PROBLEM DETAILS
Everything from the first line below through the line with "use std::thread;" is to be transcribed exactly, and nothing past it.

DATA PROVIDED
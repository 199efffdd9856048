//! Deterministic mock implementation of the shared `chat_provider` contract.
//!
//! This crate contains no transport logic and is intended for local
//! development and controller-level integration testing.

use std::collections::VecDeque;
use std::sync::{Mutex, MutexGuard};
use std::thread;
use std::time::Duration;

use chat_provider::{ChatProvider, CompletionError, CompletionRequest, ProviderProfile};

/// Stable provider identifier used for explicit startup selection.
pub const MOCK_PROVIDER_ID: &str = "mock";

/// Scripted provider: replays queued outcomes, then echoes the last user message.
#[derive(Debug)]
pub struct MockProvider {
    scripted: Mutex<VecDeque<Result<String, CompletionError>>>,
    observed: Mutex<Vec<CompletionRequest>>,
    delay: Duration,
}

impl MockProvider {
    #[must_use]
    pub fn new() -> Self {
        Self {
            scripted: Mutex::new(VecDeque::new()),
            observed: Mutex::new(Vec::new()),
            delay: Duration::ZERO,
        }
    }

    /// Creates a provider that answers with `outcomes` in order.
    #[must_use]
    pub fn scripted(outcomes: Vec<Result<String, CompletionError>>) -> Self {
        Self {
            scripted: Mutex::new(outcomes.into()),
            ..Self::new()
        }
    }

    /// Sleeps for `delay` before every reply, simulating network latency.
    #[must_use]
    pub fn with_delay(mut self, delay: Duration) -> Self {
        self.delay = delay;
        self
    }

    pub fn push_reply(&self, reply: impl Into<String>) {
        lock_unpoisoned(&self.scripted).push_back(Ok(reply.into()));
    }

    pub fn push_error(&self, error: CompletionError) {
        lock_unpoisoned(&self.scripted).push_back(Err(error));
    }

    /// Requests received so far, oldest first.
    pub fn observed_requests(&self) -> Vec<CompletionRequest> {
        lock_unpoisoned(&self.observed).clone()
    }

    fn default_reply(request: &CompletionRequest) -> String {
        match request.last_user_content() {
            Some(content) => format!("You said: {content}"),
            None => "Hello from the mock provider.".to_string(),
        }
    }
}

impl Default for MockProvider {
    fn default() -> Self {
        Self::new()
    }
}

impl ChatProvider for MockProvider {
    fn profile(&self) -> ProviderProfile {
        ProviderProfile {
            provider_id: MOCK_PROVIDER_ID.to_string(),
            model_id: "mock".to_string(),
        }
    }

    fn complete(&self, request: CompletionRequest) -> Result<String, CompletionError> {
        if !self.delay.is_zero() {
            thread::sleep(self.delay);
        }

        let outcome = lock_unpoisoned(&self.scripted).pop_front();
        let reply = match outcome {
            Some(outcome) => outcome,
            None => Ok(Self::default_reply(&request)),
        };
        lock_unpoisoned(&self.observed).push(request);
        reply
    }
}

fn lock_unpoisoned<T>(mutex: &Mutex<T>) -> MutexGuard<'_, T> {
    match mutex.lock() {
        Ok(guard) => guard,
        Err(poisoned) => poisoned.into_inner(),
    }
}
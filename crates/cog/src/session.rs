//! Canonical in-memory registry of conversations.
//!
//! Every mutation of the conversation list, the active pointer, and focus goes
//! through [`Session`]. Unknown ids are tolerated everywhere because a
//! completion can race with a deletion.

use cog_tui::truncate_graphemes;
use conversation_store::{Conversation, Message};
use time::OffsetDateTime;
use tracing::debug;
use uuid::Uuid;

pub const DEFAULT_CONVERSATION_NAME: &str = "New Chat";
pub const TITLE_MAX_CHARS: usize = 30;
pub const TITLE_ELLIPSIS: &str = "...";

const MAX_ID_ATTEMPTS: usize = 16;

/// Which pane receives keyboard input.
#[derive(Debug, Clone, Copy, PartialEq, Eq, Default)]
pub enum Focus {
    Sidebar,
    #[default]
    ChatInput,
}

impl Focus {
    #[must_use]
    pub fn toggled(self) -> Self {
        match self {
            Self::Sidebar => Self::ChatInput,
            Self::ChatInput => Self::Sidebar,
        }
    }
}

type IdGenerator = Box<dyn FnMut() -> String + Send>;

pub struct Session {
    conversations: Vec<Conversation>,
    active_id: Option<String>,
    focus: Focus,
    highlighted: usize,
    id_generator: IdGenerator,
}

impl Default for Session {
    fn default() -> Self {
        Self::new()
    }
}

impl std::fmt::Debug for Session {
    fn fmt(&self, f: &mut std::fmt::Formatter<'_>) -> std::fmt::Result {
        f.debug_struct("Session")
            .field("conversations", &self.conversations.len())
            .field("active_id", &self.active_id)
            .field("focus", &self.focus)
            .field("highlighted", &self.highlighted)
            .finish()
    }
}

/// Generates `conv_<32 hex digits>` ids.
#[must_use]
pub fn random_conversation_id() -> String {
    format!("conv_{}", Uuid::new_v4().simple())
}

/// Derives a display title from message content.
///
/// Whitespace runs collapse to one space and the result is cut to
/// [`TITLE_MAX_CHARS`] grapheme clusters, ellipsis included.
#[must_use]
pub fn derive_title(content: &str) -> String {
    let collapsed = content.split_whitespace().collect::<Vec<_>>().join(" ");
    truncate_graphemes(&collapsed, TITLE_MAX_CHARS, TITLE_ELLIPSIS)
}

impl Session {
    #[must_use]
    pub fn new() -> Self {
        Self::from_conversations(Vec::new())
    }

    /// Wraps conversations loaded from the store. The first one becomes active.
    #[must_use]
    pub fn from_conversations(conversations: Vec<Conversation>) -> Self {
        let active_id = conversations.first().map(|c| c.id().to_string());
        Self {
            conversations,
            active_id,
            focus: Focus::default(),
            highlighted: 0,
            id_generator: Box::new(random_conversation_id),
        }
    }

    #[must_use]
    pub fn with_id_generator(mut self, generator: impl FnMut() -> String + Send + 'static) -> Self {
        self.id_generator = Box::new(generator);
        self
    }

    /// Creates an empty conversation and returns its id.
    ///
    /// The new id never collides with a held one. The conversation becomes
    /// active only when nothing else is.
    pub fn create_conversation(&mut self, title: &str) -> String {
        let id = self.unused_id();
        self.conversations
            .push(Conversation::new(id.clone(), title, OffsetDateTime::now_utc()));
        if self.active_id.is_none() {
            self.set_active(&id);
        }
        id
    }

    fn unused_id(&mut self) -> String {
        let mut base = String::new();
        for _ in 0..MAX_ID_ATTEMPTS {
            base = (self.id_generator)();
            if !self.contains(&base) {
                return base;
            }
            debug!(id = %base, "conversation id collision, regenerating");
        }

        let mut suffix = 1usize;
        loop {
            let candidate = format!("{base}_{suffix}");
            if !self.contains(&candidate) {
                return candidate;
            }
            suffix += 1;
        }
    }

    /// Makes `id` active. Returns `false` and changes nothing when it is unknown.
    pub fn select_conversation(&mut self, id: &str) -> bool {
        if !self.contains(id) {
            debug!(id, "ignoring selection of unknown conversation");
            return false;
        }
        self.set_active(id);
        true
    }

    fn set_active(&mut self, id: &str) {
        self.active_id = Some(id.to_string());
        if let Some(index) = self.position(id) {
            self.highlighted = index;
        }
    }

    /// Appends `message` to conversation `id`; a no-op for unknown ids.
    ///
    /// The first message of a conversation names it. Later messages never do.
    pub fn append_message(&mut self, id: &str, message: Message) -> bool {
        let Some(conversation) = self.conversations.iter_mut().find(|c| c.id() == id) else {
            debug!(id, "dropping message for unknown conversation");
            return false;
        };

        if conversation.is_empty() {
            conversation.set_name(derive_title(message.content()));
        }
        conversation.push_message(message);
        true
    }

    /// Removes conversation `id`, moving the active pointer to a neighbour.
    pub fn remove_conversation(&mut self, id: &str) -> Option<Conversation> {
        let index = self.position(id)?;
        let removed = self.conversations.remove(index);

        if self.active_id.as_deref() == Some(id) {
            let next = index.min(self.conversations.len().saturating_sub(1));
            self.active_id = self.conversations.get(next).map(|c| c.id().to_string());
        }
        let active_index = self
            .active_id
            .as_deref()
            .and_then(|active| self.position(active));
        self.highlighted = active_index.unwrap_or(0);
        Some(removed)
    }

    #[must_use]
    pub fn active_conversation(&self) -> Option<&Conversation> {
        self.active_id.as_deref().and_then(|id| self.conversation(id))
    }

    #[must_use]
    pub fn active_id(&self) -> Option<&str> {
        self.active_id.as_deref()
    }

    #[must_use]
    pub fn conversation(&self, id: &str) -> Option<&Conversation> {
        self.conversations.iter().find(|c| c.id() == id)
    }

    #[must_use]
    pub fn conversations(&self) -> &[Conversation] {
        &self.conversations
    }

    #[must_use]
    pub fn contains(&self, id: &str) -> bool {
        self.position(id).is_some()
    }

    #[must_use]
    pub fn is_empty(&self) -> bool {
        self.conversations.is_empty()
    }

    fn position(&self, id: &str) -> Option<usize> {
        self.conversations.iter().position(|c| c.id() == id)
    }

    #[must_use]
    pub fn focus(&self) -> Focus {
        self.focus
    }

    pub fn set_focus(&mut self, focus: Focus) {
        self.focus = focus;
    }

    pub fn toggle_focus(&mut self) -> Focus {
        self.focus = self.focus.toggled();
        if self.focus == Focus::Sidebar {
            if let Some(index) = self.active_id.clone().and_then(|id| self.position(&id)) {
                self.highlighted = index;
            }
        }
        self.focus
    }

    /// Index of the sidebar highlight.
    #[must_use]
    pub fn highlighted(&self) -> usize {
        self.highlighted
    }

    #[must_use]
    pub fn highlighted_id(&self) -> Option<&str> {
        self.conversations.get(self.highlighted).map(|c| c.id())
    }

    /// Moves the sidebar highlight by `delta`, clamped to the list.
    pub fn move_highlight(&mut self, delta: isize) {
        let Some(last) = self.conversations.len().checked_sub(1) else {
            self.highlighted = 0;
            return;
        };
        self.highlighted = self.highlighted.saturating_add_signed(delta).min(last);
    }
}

RESULT
repository 199efffdd9856048
//! Deterministic mock implementation of the shared `chat_provider` contract.
//!
//! This crate contains no transport logic and is intended for local
//! development and controller-level integration testing.

use std::collections::VecDeque;
use std::sync::{Mutex, MutexGuard};
use std::thread;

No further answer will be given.